State of Kentucky
County of Kenton
On this thirteenth day of January 1853 personally appeared before the county court of Kenton County, Kentucky, held at Independence Kentucky, in and for the county aforesaid said court being a court of record Catherine Sellers, a resident of said county and state, aged 90 years, who being duly sworn according to law, doth, on her oath, make the following declaration in order to obtain the benefits of the pensions made by the acts of Congress, passed July 7, 1838, March 3, 1843, June 17, 1844, and also to the benefits of the act of July 4, 1836, if she is entitled thereto.
That she is the widow of Michael Sellers, who was a soldier in Captain Cr..han’s Compnay of the Eighth Regiment of the Virginia Continental Line, under command of Col. Peter Muhlenberg. That her knowledge of his services is derived chiefly from statements made to her at various times, by her said husband himself. That she frequently heard him say that he belonged to said Company and Regiment. That he enlisted at the breaking out of the Revolutionary War, or early in the spring of 1776, into said Company and Regiment for two years. That having served out the time for which he enlisted, he again enlisted into the same company and regiment for the remainder for the war, to the end of which he served, or for the term of 7 years. That her said husband was a native of Germany, and came to the United States when very young and settled with his parents, in Lancaster County, Pa.
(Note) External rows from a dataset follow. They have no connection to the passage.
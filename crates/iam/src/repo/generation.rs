use ironvault_memdb::{PRIMARY_INDEX, Reader, TableRecord, WriteTxn};
use snafu::ensure;
use tracing::{debug, info};

use crate::{
    error::{GenerationMismatchSnafu, NotFoundSnafu, Result},
    model::GenerationNumber,
};

/// Revocation epochs of token-bearing records.
///
/// A generation number only moves forward. Tokens carry the generation they
/// were issued for; issuing the next generation revokes all earlier tokens.
pub struct GenerationRepo;

impl GenerationRepo {
    /// Stored generation of `uuid`.
    ///
    /// # Errors
    ///
    /// Returns an error if the lookup arguments are malformed.
    pub fn get<R: Reader>(reader: &R, uuid: &str) -> Result<Option<GenerationNumber>> {
        Ok(reader.first_as::<GenerationNumber>(PRIMARY_INDEX, &[uuid])?)
    }

    /// Creates the row at generation 0 unless it exists. Returns the stored row.
    ///
    /// # Errors
    ///
    /// Returns the store error if the row cannot be written.
    pub fn create_if_absent(txn: &mut WriteTxn<'_>, uuid: &str) -> Result<GenerationNumber> {
        if let Some(existing) = Self::get(&*txn, uuid)? {
            return Ok(existing);
        }
        let row = GenerationNumber { uuid: uuid.to_string(), generation_number: 0 };
        txn.insert(row.clone())?;
        debug!(uuid, "generation number created");
        Ok(row)
    }

    /// Increments and stores the generation of `uuid`. Returns the new value.
    ///
    /// # Errors
    ///
    /// Returns [`IamError::NotFound`](crate::IamError::NotFound) if no row exists.
    pub fn issue_next(txn: &mut WriteTxn<'_>, uuid: &str) -> Result<u64> {
        let mut row = Self::get(&*txn, uuid)?
            .ok_or_else(|| NotFoundSnafu { object_type: GenerationNumber::TABLE, id: uuid }.build())?;
        row.generation_number = row.generation_number.saturating_add(1);
        let next = row.generation_number;
        txn.insert(row)?;
        info!(uuid, generation = next, "generation issued");
        Ok(next)
    }

    /// Checks a presented generation against the stored one.
    ///
    /// # Errors
    ///
    /// Returns [`IamError::NotFound`](crate::IamError::NotFound) if no row
    /// exists and [`IamError::GenerationMismatch`](crate::IamError::GenerationMismatch)
    /// if the numbers differ.
    pub fn verify<R: Reader>(reader: &R, uuid: &str, presented: u64) -> Result<()> {
        let row = Self::get(reader, uuid)?
            .ok_or_else(|| NotFoundSnafu { object_type: GenerationNumber::TABLE, id: uuid }.build())?;
        ensure!(
            row.generation_number == presented,
            GenerationMismatchSnafu { uuid, stored: row.generation_number, presented }
        );
        Ok(())
    }

    /// Applies a row received from another instance. A lower number than the
    /// stored one is ignored. Returns whether the row changed.
    ///
    /// # Errors
    ///
    /// Returns the store error if the row cannot be written.
    pub fn apply_replicated(txn: &mut WriteTxn<'_>, incoming: GenerationNumber) -> Result<bool> {
        if let Some(stored) = Self::get(&*txn, &incoming.uuid)?
            && stored.generation_number >= incoming.generation_number
        {
            return Ok(false);
        }
        txn.insert(incoming)?;
        Ok(true)
    }

    /// Removes the row of `uuid`. Returns whether it existed.
    ///
    /// # Errors
    ///
    /// Returns the store error if the row cannot be removed.
    pub fn delete(txn: &mut WriteTxn<'_>, uuid: &str) -> Result<bool> {
        Ok(txn.remove(GenerationNumber::TABLE, uuid)?.is_some())
    }
}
That at the breaking out of the Revolutionary War he was in Woodstock, in Shenandoah County, Va. at which place she thinks he enlisted into said company and regiment though she cannot say positively, but think if he did not enlist there, he returned to Lancaster County, Pa. and there immediately enlisted though her impression that he did enlist at Woodstock, Va. That she has frequently heard her husband say that he was in the battle of Brandywine, Monmouth, and Germantown and that he was also a participant in what he termed the Southern Campaigns.
That she was married to her said husband in Bracken County, Kentucky by Rev. I… Scott, a minister of the Gospel, on or about the 20th day of December in the year of our Lord one thousand seven hundred and eighty six. The her name previous to her said marriage was Catherine Dillman. That after their marriage they removed to Bracken County, Kentucky and settled on what was called Little Bracken Creek. That she has had ten children, seven of whom are still living, and whose names and place of residence are as follows, to wit; Phillip Sellers, Michael Sellers, and Catherine Perry in Covington, Kentucky. Sarah McDonald, Augusta, Kentucky, Polly Shane, Bracken County, Kentucky, Henry Sellers, Bracken County, Kentucky, and George Sellers in Ripley, Brown County, Ohio. That she and her said husband resided in the county of Bracken until the death of her said husband which took place on the 4th day of June 1836, when she removed to her present place of residence and has lived with her son Phillip Sellers ever since the death of her said husband.
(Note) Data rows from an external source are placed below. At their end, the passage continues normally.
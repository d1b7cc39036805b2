//! Error types for the table store.

use ironvault_types::{ErrorCode, HasErrorCode};
use snafu::Snafu;

/// Result type alias for store operations.
pub type Result<T, E = Error> = std::result::Result<T, E>;

/// Errors produced by the table store and the cascade engine.
#[derive(Debug, Snafu)]
#[snafu(visibility(pub(crate)))]
pub enum Error {
    /// Schema declarations are inconsistent.
    #[snafu(display("invalid schema: {message}"))]
    InvalidSchema {
        /// Description of the inconsistency.
        message: String,
    },

    /// Schemas could not be merged.
    #[snafu(display("merging schemas: {message}"))]
    MergeSchema {
        /// Description of the conflict.
        message: String,
    },

    /// Table is not declared in the schema.
    #[snafu(display("table {table:?} not found"))]
    UnknownTable {
        /// Requested table.
        table: String,
    },

    /// Index is not declared on the table.
    #[snafu(display("index {index:?} not found at table {table:?}"))]
    UnknownIndex {
        /// Table name.
        table: String,
        /// Requested index.
        index: String,
    },

    /// Lookup arguments do not fit the index.
    #[snafu(display("index {index:?} at table {table:?}: {message}"))]
    IndexArgs {
        /// Table name.
        table: String,
        /// Index name.
        index: String,
        /// What was wrong with the arguments.
        message: String,
    },

    /// A record produced an unusable value for an index.
    #[snafu(display("indexing {table}/{id} by {index:?}: {message}"))]
    IndexValue {
        /// Table name.
        table: String,
        /// Primary key of the record, when it could be computed.
        id: String,
        /// Index name.
        index: String,
        /// What was wrong with the value.
        message: String,
    },

    /// A unique index or unique constraint already holds the value.
    #[snafu(display("unique constraint {index:?} at table {table:?} violated by value {value:?}"))]
    UniqueViolation {
        /// Table name.
        table: String,
        /// Index name.
        index: String,
        /// Conflicting value.
        value: String,
    },

    /// A mandatory foreign key does not resolve.
    #[snafu(display("foreign key at table {table:?}: {details}"))]
    ForeignKey {
        /// Table of the inserted record.
        table: String,
        /// Every failed reference, `;`-separated.
        details: String,
    },

    /// Dependent rows still exist.
    #[snafu(display("not empty relation at table {table:?}: {details}"))]
    NotEmptyRelation {
        /// Table of the record being archived or deleted.
        table: String,
        /// Every non-empty relation, `;`-separated.
        details: String,
    },

    /// The record type carries no archive mark.
    #[snafu(display("records of table {table:?} are not archivable"))]
    NotArchivable {
        /// Table name.
        table: String,
    },

    /// Archiving a record that is already archived.
    #[snafu(display("{table}/{id} is archived"))]
    IsArchived {
        /// Table name.
        table: String,
        /// Primary key.
        id: String,
    },

    /// Restoring a record that is live.
    #[snafu(display("{table}/{id} is not archived"))]
    IsNotArchived {
        /// Table name.
        table: String,
        /// Primary key.
        id: String,
    },

    /// Deleting a record that is not stored.
    #[snafu(display("{table}/{id} not found"))]
    NotFound {
        /// Table name.
        table: String,
        /// Primary key.
        id: String,
    },

    /// A previous writer panicked while holding the write lock.
    #[snafu(display("write lock poisoned"))]
    Poisoned,
}

impl HasErrorCode for Error {
    fn code(&self) -> ErrorCode {
        match self {
            Self::InvalidSchema { .. } | Self::MergeSchema { .. } => ErrorCode::StoreSchema,
            Self::UnknownTable { .. } | Self::UnknownIndex { .. } | Self::IndexArgs { .. } => {
                ErrorCode::StoreIndex
            },
            Self::IndexValue { .. } => ErrorCode::ObjectInvalidArgument,
            Self::UniqueViolation { .. } => ErrorCode::StoreUniqueConstraint,
            Self::ForeignKey { .. } => ErrorCode::CascadeForeignKey,
            Self::NotEmptyRelation { .. } => ErrorCode::CascadeNotEmptyRelation,
            Self::NotArchivable { .. } => ErrorCode::CascadeNotArchivable,
            Self::IsArchived { .. } => ErrorCode::ObjectIsArchived,
            Self::IsNotArchived { .. } => ErrorCode::ObjectIsNotArchived,
            Self::NotFound { .. } => ErrorCode::ObjectNotFound,
            Self::Poisoned => ErrorCode::StoreTransaction,
        }
    }
}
That some years before the death of her said husband, she cannot state positively how long a certain William Blackaby came to her said husband in Bracken County, and proposed to get for him a pension if her said husband would give him 25 dollars. That her said husband was poor and needy in the course of a month or two he succeeded in raising the sum of fifteen dollars which he gave to Blackaby. That Blackaby said he would attend to the matter, but kept putting him off from time to time until he got from her said husband at various times about fifty dollars, but that her said husband never received a cent in the way of pension money for his services, and never to her knowledge signed any papers nor made any application for a pension, though she did hear after the death of her husband that Blackaby had drawn his pension, but whether or not there was any truth in the statement or not she cannot say, but she is positively certain that her said husband never received from government a single cent as pension money, nor never many any regular applications for a pension, but that he did make an agreement with Blackaby as aforesaid, and that Blackaby got from her said husband money several times without ever accomplishing anything to her knowledge, and that Blackaby kept putting her husband off from time to time by telling him that he would obtain the pension for him by and by until her husband died without receiving anything.
That she has never before made any application for a pension nor received any that she was married to her said husband after the expiration of his last term of service and that she has never intermarried since his death, but still remains his widow.
That she claims the amount due her said husband as his widow under the act of 7th of June 1832 and also under the act of the 15th of May 1828, if he was entitled to any pension under said act.
That she also claims under the several acts before mentioned as the widow of her said husband for his services in the Revolutionary War, and depends mainly upon the evidence of her said husband’s services and of her marriage which she may be able to ……. and file with this her declaration.